Extracted records
****

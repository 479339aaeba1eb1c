//! Frame and header-codec round trips through the public API.

use bytes::Bytes;
use spindle::frame::{FrameEvent, Framer, Parser, RstStatus};
use spindle::zlib::{HeaderCompressor, HeaderDecompressor};
use spindle::{Headers, Version};

mod helpers;
use helpers::mock_spdy_server::SpdyPeer;

#[test]
fn test_symmetric_frames_round_trip_through_parser() {
    // RST_STREAM, WINDOW_UPDATE and DATA have the same layout in both
    // directions, so the client's own serialization must parse back intact.
    let mut framer = Framer::new(Version::V3);
    framer.rst_stream(7, RstStatus::Cancel);
    framer.window_update(7, 4096);
    framer.data(7, true, b"payload");

    let mut parser = Parser::new(Version::V3);
    let events = parser.execute(framer.output()).unwrap();
    assert_eq!(
        events,
        vec![
            FrameEvent::RstStream {
                stream_id: 7,
                status: RstStatus::Cancel,
            },
            FrameEvent::WindowUpdate {
                stream_id: 7,
                delta: 4096,
            },
            FrameEvent::Data {
                stream_id: 7,
                fin: true,
                payload: Bytes::from_static(b"payload"),
            },
        ]
    );
}

#[test]
fn test_own_syn_stream_is_ignored_on_receive() {
    // A server-initiated (push) SYN_STREAM is one of the frame types this
    // client skips; feeding our own serialized SYN_STREAM back in must not
    // produce an event or disturb the parser.
    let mut framer = Framer::new(Version::V3);
    framer
        .syn_stream(
            2,
            0,
            &http::Method::GET,
            &"https://h/pushed".parse().unwrap(),
            "h",
            &Headers::new(),
        )
        .unwrap();
    framer.data(1, false, b"after");

    let mut parser = Parser::new(Version::V3);
    let events = parser.execute(framer.output()).unwrap();
    assert_eq!(
        events,
        vec![FrameEvent::Data {
            stream_id: 1,
            fin: false,
            payload: Bytes::from_static(b"after"),
        }]
    );
}

#[test]
fn test_header_round_trip_both_versions() {
    for version in [Version::V2, Version::V3] {
        let mut tx = HeaderCompressor::new(version);
        let mut rx = HeaderDecompressor::new(version);
        let headers = Headers::from([
            ("status", "200 OK"),
            ("set-cookie", "a=1\0b=2"),
            ("set-cookie", "c=3"),
            ("x-empty", ""),
        ]);
        let block = tx.encode(&headers).unwrap();
        assert_eq!(rx.decode(&block).unwrap(), headers, "{version}");
    }
}

#[tokio::test]
async fn test_mock_peer_and_client_codecs_interoperate() {
    // The mock peer drives real codecs of its own; a SYN_STREAM produced by
    // the client framer decodes on the peer side with full fidelity.
    let (mut peer, io) = SpdyPeer::new(Version::V3);
    let conn = spindle::Connection::with_transport(Version::V3, io);

    let headers = Headers::from([("accept-encoding", "gzip, deflate"), ("x-a", "b")]);
    let request = spindle::Request::new(
        http::Method::HEAD,
        "https://example.com/q?x=1".parse().unwrap(),
        headers,
    );
    conn.send(&request).unwrap();

    peer.read_initial_settings().await.unwrap();
    let (stream_id, decoded) = peer.read_syn_stream().await.unwrap();
    assert_eq!(stream_id, 1);
    assert_eq!(decoded.get(":method"), Some("HEAD"));
    assert_eq!(decoded.get(":path"), Some("/q?x=1"));
    assert_eq!(decoded.get("accept-encoding"), Some("gzip, deflate"));
    assert_eq!(decoded.get("x-a"), Some("b"));
}
//! SPDY protocol version configuration.

/// SPDY protocol version spoken on a connection.
///
/// The version is fixed when the connection is opened and affects the
/// control-frame layout, the width of header-block length fields, and
/// whether per-stream flow control is in effect (SPDY/2 has none).
#[derive(Debug, Clone, Copy, PartialEq, Eq, Default)]
pub enum Version {
    /// SPDY/2: 16-bit header-block fields, no flow control.
    V2,
    /// SPDY/3: 32-bit header-block fields, per-stream flow control.
    #[default]
    V3,
}

impl Version {
    /// Version number carried in every control-frame header.
    pub fn wire(&self) -> u16 {
        match self {
            Self::V2 => 2,
            Self::V3 => 3,
        }
    }

    /// Width in bytes of the pair count and length fields inside a
    /// name/value header block.
    pub(crate) fn nv_len_width(&self) -> usize {
        match self {
            Self::V2 => 2,
            Self::V3 => 4,
        }
    }

    /// ALPN protocol identifier offered during the TLS handshake.
    pub fn alpn(&self) -> &'static [u8] {
        match self {
            Self::V2 => b"spdy/2",
            Self::V3 => b"spdy/3",
        }
    }

    /// Get human-readable version string.
    pub fn as_str(&self) -> &'static str {
        match self {
            Self::V2 => "spdy/2",
            Self::V3 => "spdy/3",
        }
    }

    /// Whether per-stream flow control applies to this version.
    pub fn has_flow_control(&self) -> bool {
        matches!(self, Self::V3)
    }
}

impl std::fmt::Display for Version {
    fn fmt(&self, f: &mut std::fmt::Formatter<'_>) -> std::fmt::Result {
        f.write_str(self.as_str())
    }
}
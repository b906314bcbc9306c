//! Logging shims: forward to `defmt` when the feature is enabled, compile to
//! nothing otherwise.
#![macro_use]
#![allow(unused_macros)]

macro_rules! debug {
    ($s:literal $(, $x:expr)* $(,)?) => {
        {
            #[cfg(feature = "defmt")]
            ::defmt::debug!($s $(, $x)*);
            #[cfg(not(feature = "defmt"))]
            let _ = ($( & $x ),*);
        }
    };
}

macro_rules! info {
    ($s:literal $(, $x:expr)* $(,)?) => {
        {
            #[cfg(feature = "defmt")]
            ::defmt::info!($s $(, $x)*);
            #[cfg(not(feature = "defmt"))]
            let _ = ($( & $x ),*);
        }
    };
}
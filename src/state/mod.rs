//! Persisted flag state consumed by the boot decision.
//!
//! The on-flash encoding of these predicates (redundant words, majority
//! voting, dedicated sectors) is the store's own business; the core only
//! depends on the operations below. All of them survive power loss.

use crate::Error;

#[cfg(feature = "simple_state")]
pub mod simple;

/// The persisted flag operations the boot decision needs.
///
/// Queries and mutators are fallible because real stores live in flash. A
/// failure is fatal at this layer and aborts the boot decision.
#[allow(async_fn_in_trait)]
pub trait FlagStore {
    /// Does the download slot hold a validated image awaiting install?
    async fn has_firmware_to_swap(&mut self) -> Result<bool, Error>;

    /// Was the last installed image never committed?
    async fn should_rollback(&mut self) -> Result<bool, Error>;

    /// Record that an image was installed this boot.
    async fn mark_has_new_firmware(&mut self) -> Result<(), Error>;

    /// Clear the installed-this-boot record.
    async fn mark_no_new_firmware(&mut self) -> Result<(), Error>;

    /// Record that this boot restored the previous image.
    async fn mark_after_rollback(&mut self) -> Result<(), Error>;

    /// Clear the post-rollback record.
    async fn mark_not_after_rollback(&mut self) -> Result<(), Error>;

    /// Arm the auto-revert safety net for the next boot.
    async fn mark_should_rollback(&mut self) -> Result<(), Error>;

    /// Declare the currently active image accepted, disarming auto-revert.
    async fn commit_firmware(&mut self) -> Result<(), Error>;

    /// Mark any staged image as consumed. Called at the end of every boot.
    async fn invalidate_download_slot(&mut self) -> Result<(), Error>;
}
//! Typed flash region descriptors.
//!
//! Slot bases and lengths come from the linker script on real hardware.
//! Wrapping them in validated descriptors replaces manual pointer arithmetic:
//! every sector address is derived from a bounds-checked `(slot, index)` pair,
//! which rules out off-by-sector mistakes at the edges of the slots.

use core::num::NonZeroU32;

use crate::{Error, Slot};

/// A fixed flash address range, in device offsets.
#[derive(Clone, Copy, PartialEq, Eq, Debug)]
#[cfg_attr(feature = "defmt", derive(defmt::Format))]
pub struct Region {
    base: u32,
    len: u32,
}

impl Region {
    pub const fn new(base: u32, len: u32) -> Self {
        Region { base, len }
    }

    pub const fn base(&self) -> u32 {
        self.base
    }

    pub const fn len(&self) -> u32 {
        self.len
    }

    pub const fn is_empty(&self) -> bool {
        self.len == 0
    }

    fn overlaps(&self, other: &Region) -> bool {
        // Widen so regions near the top of the address space cannot wrap.
        let self_end = self.base as u64 + self.len as u64;
        let other_end = other.base as u64 + other.len as u64;
        (self.base as u64) < other_end && (other.base as u64) < self_end
    }

    /// Device address of sector `index`, validated against this region.
    fn sector_addr(&self, sector_size: u32, index: u32) -> Result<u32, Error> {
        let offset = index.checked_mul(sector_size).ok_or(Error::OutOfBounds)?;
        if offset >= self.len {
            return Err(Error::OutOfBounds);
        }
        self.base.checked_add(offset).ok_or(Error::OutOfBounds)
    }
}

/// The slot pair that gets exchanged as a unit, plus the sector geometry.
///
/// The constructor enforces the layout invariants once, so address math done
/// during a swap cannot fail for geometry reasons.
#[derive(Clone, Copy, Debug)]
#[cfg_attr(feature = "defmt", derive(defmt::Format))]
pub struct SwapSpace {
    application: Region,
    download: Region,
    sector_size: u32,
    sector_count: NonZeroU32,
}

impl SwapSpace {
    /// Build a swap space from the two slot regions.
    ///
    /// Requires a power-of-two sector size, sector-aligned bases, equal
    /// non-zero lengths that are a whole number of sectors, and slots that do
    /// not overlap.
    pub fn new(application: Region, download: Region, sector_size: u32) -> Result<Self, Error> {
        if !sector_size.is_power_of_two() {
            return Err(Error::Misaligned);
        }
        for region in [&application, &download] {
            if region.base % sector_size != 0 || region.len % sector_size != 0 {
                return Err(Error::Misaligned);
            }
            if region.base.checked_add(region.len).is_none() {
                return Err(Error::OutOfBounds);
            }
        }
        if application.len != download.len {
            return Err(Error::Misaligned);
        }
        if application.overlaps(&download) {
            return Err(Error::Misaligned);
        }
        let sector_count =
            NonZeroU32::new(application.len / sector_size).ok_or(Error::Misaligned)?;
        Ok(SwapSpace {
            application,
            download,
            sector_size,
            sector_count,
        })
    }

    pub const fn sector_size(&self) -> u32 {
        self.sector_size
    }

    pub const fn sector_count(&self) -> NonZeroU32 {
        self.sector_count
    }

    pub const fn region(&self, slot: Slot) -> Region {
        match slot {
            Slot::Application => self.application,
            Slot::Download => self.download,
        }
    }

    /// Device address of sector `index` within `slot`.
    pub fn sector_addr(&self, slot: Slot, index: u32) -> Result<u32, Error> {
        self.region(slot).sector_addr(self.sector_size, index)
    }
}
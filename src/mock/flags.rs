use crate::Error;
use crate::state::FlagStore;

/// In-memory flag store with directly inspectable state.
#[derive(Debug, Default)]
pub struct MockFlags {
    pub new_firmware: bool,
    pub rollback_armed: bool,
    pub after_rollback: bool,
    pub download_valid: bool,
    pub commits: usize,
    pub invalidations: usize,
}

impl FlagStore for MockFlags {
    async fn has_firmware_to_swap(&mut self) -> Result<bool, Error> {
        Ok(self.download_valid)
    }

    async fn should_rollback(&mut self) -> Result<bool, Error> {
        Ok(self.rollback_armed)
    }

    async fn mark_has_new_firmware(&mut self) -> Result<(), Error> {
        self.new_firmware = true;
        Ok(())
    }

    async fn mark_no_new_firmware(&mut self) -> Result<(), Error> {
        self.new_firmware = false;
        Ok(())
    }

    async fn mark_after_rollback(&mut self) -> Result<(), Error> {
        self.after_rollback = true;
        Ok(())
    }

    async fn mark_not_after_rollback(&mut self) -> Result<(), Error> {
        self.after_rollback = false;
        Ok(())
    }

    async fn mark_should_rollback(&mut self) -> Result<(), Error> {
        self.rollback_armed = true;
        Ok(())
    }

    async fn commit_firmware(&mut self) -> Result<(), Error> {
        self.rollback_armed = false;
        self.commits += 1;
        Ok(())
    }

    async fn invalidate_download_slot(&mut self) -> Result<(), Error> {
        self.download_valid = false;
        self.invalidations += 1;
        Ok(())
    }
}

****

EXERCISE BRIEF: Looking back over the data above, restate word for word the lines that begin at the line with "matches!(self, Self::V3)" and end at the line with "async fn mark_should_rollback(&mut self) -> Result<(), Error>;", inclusive.

TASK RESPONSE:
        matches!(self, Self::V3)
    }
}

impl std::fmt::Display for Version {
    fn fmt(&self, f: &mut std::fmt::Formatter<'_>) -> std::fmt::Result {
        f.write_str(self.as_str())
    }
}
repository b906314bcbc9306c
//! Logging shims: forward to `defmt` when the feature is enabled, compile to
//! nothing otherwise.
#![macro_use]
#![allow(unused_macros)]

macro_rules! debug {
    ($s:literal $(, $x:expr)* $(,)?) => {
        {
            #[cfg(feature = "defmt")]
            ::defmt::debug!($s $(, $x)*);
            #[cfg(not(feature = "defmt"))]
            let _ = ($( & $x ),*);
        }
    };
}

macro_rules! info {
    ($s:literal $(, $x:expr)* $(,)?) => {
        {
            #[cfg(feature = "defmt")]
            ::defmt::info!($s $(, $x)*);
            #[cfg(not(feature = "defmt"))]
            let _ = ($( & $x ),*);
        }
    };
}
filename src/state/mod.rs
//! Persisted flag state consumed by the boot decision.
//!
//! The on-flash encoding of these predicates (redundant words, majority
//! voting, dedicated sectors) is the store's own business; the core only
//! depends on the operations below. All of them survive power loss.

use crate::Error;

#[cfg(feature = "simple_state")]
pub mod simple;

/// The persisted flag operations the boot decision needs.
///
/// Queries and mutators are fallible because real stores live in flash. A
/// failure is fatal at this layer and aborts the boot decision.
#[allow(async_fn_in_trait)]
pub trait FlagStore {
    /// Does the download slot hold a validated image awaiting install?
    async fn has_firmware_to_swap(&mut self) -> Result<bool, Error>;

    /// Was the last installed image never committed?
    async fn should_rollback(&mut self) -> Result<bool, Error>;

    /// Record that an image was installed this boot.
    async fn mark_has_new_firmware(&mut self) -> Result<(), Error>;

    /// Clear the installed-this-boot record.
    async fn mark_no_new_firmware(&mut self) -> Result<(), Error>;

    /// Record that this boot restored the previous image.
    async fn mark_after_rollback(&mut self) -> Result<(), Error>;

    /// Clear the post-rollback record.
    async fn mark_not_after_rollback(&mut self) -> Result<(), Error>;

    /// Arm the auto-revert safety net for the next boot.
    async fn mark_should_rollback(&mut self) -> Result<(), Error>;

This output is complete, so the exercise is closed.